— EXERCISE GOAL —
Your task is to filter the data below down to the lines holding "records".
-- THE DATA follows --
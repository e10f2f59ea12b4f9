//! 登录尝试计数：按 email 记录次数，超过窗口期后重新计数

use async_trait::async_trait;
use chrono::{DateTime, Duration, Utc};
use serde::Serialize;
use std::collections::HashMap;
use std::fmt;
use std::sync::Arc;
use tokio::sync::Mutex;

/// 默认窗口：距离上一次尝试超过 30 分钟则重置计数
pub fn default_window() -> Duration {
    Duration::minutes(30)
}

/// 时间来源，测试中可替换
pub trait Clock: Send + Sync + fmt::Debug {
    fn now(&self) -> DateTime<Utc>;
}

#[derive(Debug, Clone, Copy, Default)]
pub struct SystemClock;

impl Clock for SystemClock {
    fn now(&self) -> DateTime<Utc> {
        Utc::now()
    }
}

/// 单个 email 的尝试记录
#[derive(Debug, Clone, Copy, PartialEq, Eq, Serialize)]
pub struct AttemptRecord {
    pub count: u32,
    pub last_attempt_at: Option<DateTime<Utc>>,
}

/// 登录尝试记录存储
#[async_trait]
pub trait AttemptTracker: Send + Sync {
    /// 记录一次尝试，返回累加后的次数
    async fn record_attempt(&self, email: &str) -> u32;

    async fn info(&self, email: &str) -> Option<AttemptRecord>;

    /// 删除记录（而不是清零）
    async fn clear(&self, email: &str);
}

/// 进程内的尝试记录，每个 email 至多一条
#[derive(Debug)]
pub struct MemoryAttemptTracker {
    window: Duration,
    clock: Arc<dyn Clock>,
    records: Mutex<HashMap<String, AttemptRecord>>,
}

impl Default for MemoryAttemptTracker {
    fn default() -> Self {
        Self::new(default_window())
    }
}

impl MemoryAttemptTracker {
    pub fn new(window: Duration) -> Self {
        Self::with_clock(window, Arc::new(SystemClock))
    }

    pub fn with_clock(window: Duration, clock: Arc<dyn Clock>) -> Self {
        Self {
            window,
            clock,
            records: Mutex::new(HashMap::new()),
        }
    }

    pub fn window(&self) -> Duration {
        self.window
    }
}

#[async_trait]
impl AttemptTracker for MemoryAttemptTracker {
    async fn record_attempt(&self, email: &str) -> u32 {
        let now = self.clock.now();
        let mut records = self.records.lock().await;
        let record = records.entry(email.to_string()).or_insert(AttemptRecord {
            count: 0,
            last_attempt_at: None,
        });
        // 以上一次尝试时间判断是否过期；首次尝试不会触发重置
        if let Some(last) = record.last_attempt_at {
            if now - last > self.window {
                record.count = 0;
            }
        }
        record.last_attempt_at = Some(now);
        record.count = record.count.saturating_add(1);
        record.count
    }

    async fn info(&self, email: &str) -> Option<AttemptRecord> {
        self.records.lock().await.get(email).copied()
    }

    async fn clear(&self, email: &str) {
        self.records.lock().await.remove(email);
    }
}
-- THE DATA concluded --
— TASK OUTPUT —
    records: Mutex<HashMap<String, AttemptRecord>>,
            records: Mutex::new(HashMap::new()),
        let mut records = self.records.lock().await;
        let record = records.entry(email.to_string()).or_insert(AttemptRecord {
        self.records.lock().await.get(email).copied()
        self.records.lock().await.remove(email);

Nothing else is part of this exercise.